Temps de lecture : 6 min

La radio panafricaine à la recherche d'un second souffle entre Paris et Tripoli

 

Après avoir été la première radio d'Afrique, avec plus de vingt millions d'auditeurs, Africa n°1, radio gabonaise créée en 1981, n'est plus que l'ombre d'elle-même. La société française SOFIRAD (1) qui détenait 40 % de son capital s'est retirée en 2002. Le nouvel actionnaire libyen, devenu majoritaire en 2007, a promis un « redéploiement » qui tarde à se concrétiser. En attendant, l'audience est au plus bas dans la plupart des capitales d'Afrique francophone. Elle est stable, en revanche, en France, où Africa n°1, avec trois fréquences en Ile de France, est écoutée quotidiennement par 80 000 personnes. (Audience veille mesurée par l’enquête Médiamétrie de 2008)
 
« La société est en pleine restructuration, une cinquantaine de personnes et autant de pigistes locaux et correspondants extérieurs assurent la continuité des services en attendant le redéploiement » explique Jean Nativité Ongala, directeur général adjoint d'Africa n°1 à Libreville. Au début des années 2000, la radio employait une centaine d'agents permanents. Elle se voulait la cinquième radio mondiale, avec plus de vingt millions d'auditeurs. Selon l'universitaire André Jean Tudesq, cette station, après avoir été soutenue financièrement pendant dix ans par l'État gabonais, a commencé à dégager des bénéfices en 1991. À l'époque, la diffusion se faisait essentiellement en ondes courtes et, dans ce contexte, Africa n°1 possédait un atout maître : son centre émetteur de Moyabi, le plus puissant du continent africain. La location de ces émetteurs à des concurrents comme RFI, Radio Suisse Internationale ou même la NHK (le diffuseur japonais) rapportait à la radio plus que la publicité.

Traversée du désert

 

Le modèle économique qui a permis à Africa n°1 d'atteindre la rentabilité a commencé à être remis en cause l'année même où la radio engrangeait ses premiers bénéfices. Dès 1991, l'ouverture du paysage audiovisuel dans la plupart des pays d'Afrique francophone a entraîné une course aux fréquences. Africa n°1 a installé son premier émetteur en modulation de fréquence en 1992, un an après son principal concurrent, Radio France Internationale. Aujourd'hui, la radio panafricaine possède 19 fréquences FM en Afrique (2)(3), dont 17 en Afrique francophone. Mais sur la même zone (hors Océan indien), RFI aligne 64 émetteurs et la BBC, 29. Parallèlement, l'intérêt de la diffusion en ondes courtes a fortement décliné (4) et plus aucun diffuseur ne loue désormais à Africa n°1 ses installations de Moyabi.

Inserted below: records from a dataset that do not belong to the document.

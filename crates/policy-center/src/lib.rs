//! Resolution policy center
//!
//! Holds the timeout, polling, criteria and logging knobs that element
//! resolution reads on every call, layered from builtin defaults, YAML files
//! and the environment, with runtime overrides on top.

pub mod api;
pub mod defaults;
pub mod errors;
pub mod loader;
pub mod model;
pub mod override_store;

pub use api::{InMemoryPolicyCenter, PolicyCenter, PolicyGuard};
pub use defaults::default_snapshot;
pub use errors::PolicyError;
pub use loader::{load_snapshot, load_snapshot_with_options, LoadOptions};
pub use model::{
    DefaultCriteria, PolicySnapshot, PolicySource, PolicyView, RuntimeOverrideSpec,
    TimeoutResetPolicy,
};
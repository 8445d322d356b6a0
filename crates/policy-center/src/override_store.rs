use std::collections::BTreeMap;
use std::time::Duration;

use serde_json::Value;
use tokio::time::Instant;

/// Active runtime overrides keyed by policy path.
#[derive(Clone, Debug, Default)]
pub struct RuntimeOverrideStore {
    entries: BTreeMap<String, RuntimeOverrideEntry>,
    next_generation: u64,
}

#[derive(Clone, Debug)]
pub struct RuntimeOverrideEntry {
    pub value: Value,
    pub owner: String,
    pub expires_at: Option<Instant>,
    pub generation: u64,
}

impl RuntimeOverrideEntry {
    fn is_live(&self, now: Instant) -> bool {
        self.expires_at.map_or(true, |expires| expires > now)
    }
}

impl RuntimeOverrideStore {
    /// Stores the override, replacing any earlier one for `path`, and returns
    /// the generation tag of the new entry.
    pub fn insert(
        &mut self,
        path: String,
        value: Value,
        owner: String,
        ttl: Option<Duration>,
    ) -> u64 {
        // A TTL past the end of the clock never expires.
        let expires_at = ttl.and_then(|dur| Instant::now().checked_add(dur));
        self.next_generation += 1;
        let generation = self.next_generation;
        self.entries.insert(
            path,
            RuntimeOverrideEntry {
                value,
                owner,
                expires_at,
                generation,
            },
        );
        generation
    }

    pub fn remove(&mut self, path: &str) -> bool {
        self.entries.remove(path).is_some()
    }

    /// Removes `path` only while it still holds the entry tagged `generation`.
    pub fn remove_generation(&mut self, path: &str, generation: u64) -> bool {
        match self.entries.get(path) {
            Some(entry) if entry.generation == generation => {
                self.entries.remove(path);
                true
            }
            _ => false,
        }
    }

    pub fn len(&self) -> usize {
        self.entries.len()
    }

    pub fn is_empty(&self) -> bool {
        self.entries.is_empty()
    }

    /// Drops expired entries and returns the remaining ones in path order.
    pub fn live_entries(&mut self) -> Vec<(String, Value)> {
        let now = Instant::now();
        self.entries.retain(|_, entry| entry.is_live(now));
        self.entries
            .iter()
            .map(|(path, entry)| (path.clone(), entry.value.clone()))
            .collect()
    }
}
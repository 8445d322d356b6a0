//! Search scope construction from parent and context chains

use async_recursion::async_recursion;
use locus_core_types::{ContextKind, ElementId, Locator};
use tracing::debug;

use crate::driver::{Driver, Scope};
use crate::errors::LocatorError;
use crate::normalizer::normalize;
use crate::types::{ElementTree, LogicalElement};

/// Builds the scope an element's own locator is evaluated in.
///
/// Ancestors are resolved root first: each one narrows the scope through its
/// context chain and then its locator, and every step must match exactly one
/// element. The terminal element contributes its context chain only.
pub struct ContextResolver<'a, D: Driver> {
    driver: &'a D,
    tree: &'a ElementTree<D::Handle>,
}

impl<'a, D: Driver> ContextResolver<'a, D> {
    pub fn new(driver: &'a D, tree: &'a ElementTree<D::Handle>) -> Self {
        Self { driver, tree }
    }

    /// Scope in which the locator of `id` is evaluated
    pub async fn resolve_scope(&self, id: &ElementId) -> Result<Scope<D::Handle>, LocatorError> {
        self.search_scope(id, 0).await
    }

    #[async_recursion]
    async fn search_scope(
        &self,
        id: &ElementId,
        depth: usize,
    ) -> Result<Scope<D::Handle>, LocatorError> {
        if depth > self.tree.len() {
            return Err(LocatorError::CyclicParent(id.clone()));
        }
        let element = self.tree.get(id)?;

        let outer = match element.parent_element() {
            Some(parent_id) => {
                let parent_scope = self.search_scope(parent_id, depth + 1).await?;
                let parent = self.tree.get(parent_id)?;
                match parent.locator() {
                    Some(locator) => {
                        Scope::Element(self.single(parent, &parent_scope, locator).await?)
                    }
                    None => parent_scope,
                }
            }
            None => self.driver.root_scope(),
        };

        let mut scope = outer;
        for entry in element.context() {
            let handle = self.single(element, &scope, &entry.locator).await?;
            scope = match entry.kind {
                ContextKind::Locator => Scope::Element(handle),
                ContextKind::Frame => self.driver.enter_frame(handle).await?,
            };
        }
        Ok(scope)
    }

    /// The one element `locator` matches inside `scope`
    async fn single(
        &self,
        owner: &LogicalElement<D::Handle>,
        scope: &Scope<D::Handle>,
        locator: &Locator,
    ) -> Result<D::Handle, LocatorError> {
        let query = normalize(locator, scope.is_nested());
        let mut matches = self.driver.narrow(scope, &query).await?;
        debug!(
            element = %owner.id(),
            scope = scope.name(),
            locator = %query,
            count = matches.len(),
            "narrowing search scope"
        );
        match matches.len() {
            1 => Ok(matches.remove(0)),
            count => Err(LocatorError::ScopeResolution {
                element: owner.describe(false),
                locator: query.to_string(),
                count,
            }),
        }
    }
}
use crate::model::{
    CriteriaPolicy, DefaultCriteria, LoggingPolicy, PollingPolicy, PolicySnapshot, TimeoutPolicy,
    TimeoutResetPolicy,
};

pub const DEFAULT_BASELINE_SECS: u64 = 20;
pub const DEFAULT_POLL_INTERVAL_MS: u64 = 100;

pub fn default_snapshot() -> PolicySnapshot {
    PolicySnapshot {
        rev: 1,
        timeouts: TimeoutPolicy {
            baseline_secs: DEFAULT_BASELINE_SECS,
            reset: TimeoutResetPolicy::EveryCall,
        },
        polling: PollingPolicy {
            interval_ms: DEFAULT_POLL_INTERVAL_MS,
        },
        criteria: CriteriaPolicy {
            default: DefaultCriteria::Displayed,
        },
        logging: LoggingPolicy {
            short_log_messages: false,
        },
        provenance: Default::default(),
    }
}
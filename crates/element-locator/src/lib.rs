//! Resilient element resolution
//!
//! This crate turns abstract element descriptions into driver handles:
//! - Parent and context chains build the scope a locator is evaluated in
//! - XPath locators are anchored to the current node inside nested scopes
//! - Lookups are polled until a candidate passes the search criteria or the
//!   timeout expires
//! - Zero, one and many matches are told apart for single-element lookups

pub mod criteria;
pub mod driver;
pub mod errors;
pub mod normalizer;
pub mod poller;
pub mod resolver;
pub mod scope;
pub mod timeouts;
pub mod types;

pub use criteria::*;
pub use driver::*;
pub use errors::*;
pub use normalizer::normalize;
pub use poller::{poll_until, PollOutcome};
pub use resolver::*;
pub use scope::ContextResolver;
pub use timeouts::*;
pub use types::*;
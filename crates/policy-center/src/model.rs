use std::collections::HashMap;
use std::time::Duration;

use serde::{Deserialize, Serialize};

#[derive(Clone, Debug, Serialize, Deserialize, Default)]
pub struct PolicySnapshot {
    pub rev: u64,
    pub timeouts: TimeoutPolicy,
    pub polling: PollingPolicy,
    pub criteria: CriteriaPolicy,
    pub logging: LoggingPolicy,
    pub provenance: HashMap<String, PolicyProvenance>,
}

#[derive(Clone, Debug, Serialize, Deserialize, Default)]
pub struct TimeoutPolicy {
    /// Baseline element wait in seconds; the ambient timeout drops back to it
    pub baseline_secs: u64,
    pub reset: TimeoutResetPolicy,
}

impl TimeoutPolicy {
    pub fn baseline(&self) -> Duration {
        Duration::from_secs(self.baseline_secs)
    }
}

/// When a completed resolution drops the ambient timeout back to baseline.
#[derive(Clone, Copy, Debug, Serialize, Deserialize, Default, PartialEq, Eq)]
#[serde(rename_all = "snake_case")]
pub enum TimeoutResetPolicy {
    /// Every completed resolution resets, nested steps included
    #[default]
    EveryCall,
    /// Only the outermost resolution resets
    TopLevelOnly,
}

impl TimeoutResetPolicy {
    pub fn parse(raw: &str) -> Option<Self> {
        match raw.trim().to_ascii_lowercase().as_str() {
            "every_call" | "every-call" => Some(Self::EveryCall),
            "top_level_only" | "top-level-only" => Some(Self::TopLevelOnly),
            _ => None,
        }
    }
}

#[derive(Clone, Debug, Serialize, Deserialize, Default)]
pub struct PollingPolicy {
    pub interval_ms: u64,
}

impl PollingPolicy {
    pub fn interval(&self) -> Duration {
        Duration::from_millis(self.interval_ms)
    }
}

#[derive(Clone, Debug, Serialize, Deserialize, Default)]
pub struct CriteriaPolicy {
    pub default: DefaultCriteria,
}

/// Process-wide candidate filter applied when an element has no override.
#[derive(Clone, Copy, Debug, Serialize, Deserialize, Default, PartialEq, Eq)]
#[serde(rename_all = "snake_case")]
pub enum DefaultCriteria {
    #[default]
    Displayed,
    DisplayedAndEnabled,
    Any,
}

impl DefaultCriteria {
    pub fn parse(raw: &str) -> Option<Self> {
        match raw.trim().to_ascii_lowercase().as_str() {
            "displayed" | "visible" => Some(Self::Displayed),
            "displayed_and_enabled" | "visible_and_enabled" => Some(Self::DisplayedAndEnabled),
            "any" => Some(Self::Any),
            _ => None,
        }
    }
}

#[derive(Clone, Debug, Serialize, Deserialize, Default)]
pub struct LoggingPolicy {
    pub short_log_messages: bool,
}

#[derive(Clone, Debug, Serialize, Deserialize)]
pub struct PolicyProvenance {
    pub path: String,
    pub source: PolicySource,
}

#[derive(Clone, Copy, Debug, Serialize, Deserialize, PartialEq, Eq)]
pub enum PolicySource {
    Builtin,
    File,
    Env,
    Cli,
    RuntimeOverride,
}

/// Flattened read-only view handed to resolvers.
#[derive(Clone, Debug)]
pub struct PolicyView {
    pub rev: u64,
    pub timeouts: TimeoutPolicy,
    pub polling: PollingPolicy,
    pub criteria: CriteriaPolicy,
    pub logging: LoggingPolicy,
}

impl From<PolicySnapshot> for PolicyView {
    fn from(snapshot: PolicySnapshot) -> Self {
        Self {
            rev: snapshot.rev,
            timeouts: snapshot.timeouts,
            polling: snapshot.polling,
            criteria: snapshot.criteria,
            logging: snapshot.logging,
        }
    }
}

impl PolicySnapshot {
    pub fn set_provenance(&mut self, path: &str, source: PolicySource) {
        self.provenance.insert(
            path.to_string(),
            PolicyProvenance {
                path: path.to_string(),
                source,
            },
        );
    }
}

#[derive(Clone, Debug, Serialize, Deserialize)]
pub struct RuntimeOverrideSpec {
    pub path: String,
    pub value: serde_json::Value,
    pub owner: String,
    pub reason: String,
    pub ttl_seconds: u64,
}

Cette évolution des habitudes d'écoute, ajoutée au retard accumulé par rapport aux concurrents en termes de réseau de diffusion, explique en partie la chute de l'audience globale d'Africa n°1. Mais d'autres facteurs entrent en jeu. Après 2002, la radio, déstabilisée par le retrait de la SOFIRAD, son principal actionnaire, a ainsi réduit son effectif de moitié.

Abandonné par son partenaire français, l'État gabonais doit assumer seul le fonctionnement d'Africa n°1 jusqu'à l'arrivée d'un nouvel actionnaire majoritaire, la Libyan Jamahirya Broadcasting. La Libye entre au capital de la radio dès 2006 mais c'est en 2007 qu'elle en prend le contrôle, avec 52 % des parts. Malgré cette offensive, le patron historique de la station, Louis Barthélémy Mapangou, reste en place jusqu'en avril 2010. Pendant cette période de transition, Africa n°1 connaît une véritable descente aux enfers : difficultés financières, plan social avec des dizaines de licenciements, grèves, et même, en avril 2010, une coupure d'eau consécutive à l'accumulation de factures impayées. Les difficultés de la radio affectent ses installations de diffusion dont certaines nécessitent ce qu'un responsable appelle pudiquement une « remise à niveau technique ». Le départ de nombreux journalistes et animateurs n'est pas sans effet sur les programmes. Un auditeur s'étonne d'avoir entendu longuement un soir les élucubrations d'un marabout proposant ses services à des clients potentiels en quête de « retour d'affection ». Il semble que les difficultés de réception et les bouleversements de la grille aient fini par rebuter bon nombre d'auditeurs. La radio n'a plus commandé la moindre étude d'audiences en Afrique depuis le retrait de la SOFIRAD, mais les enquêtes réalisées à l'initiative de sa concurrente Radio France Internationale en 2009 et 2010 témoignent de son déclin.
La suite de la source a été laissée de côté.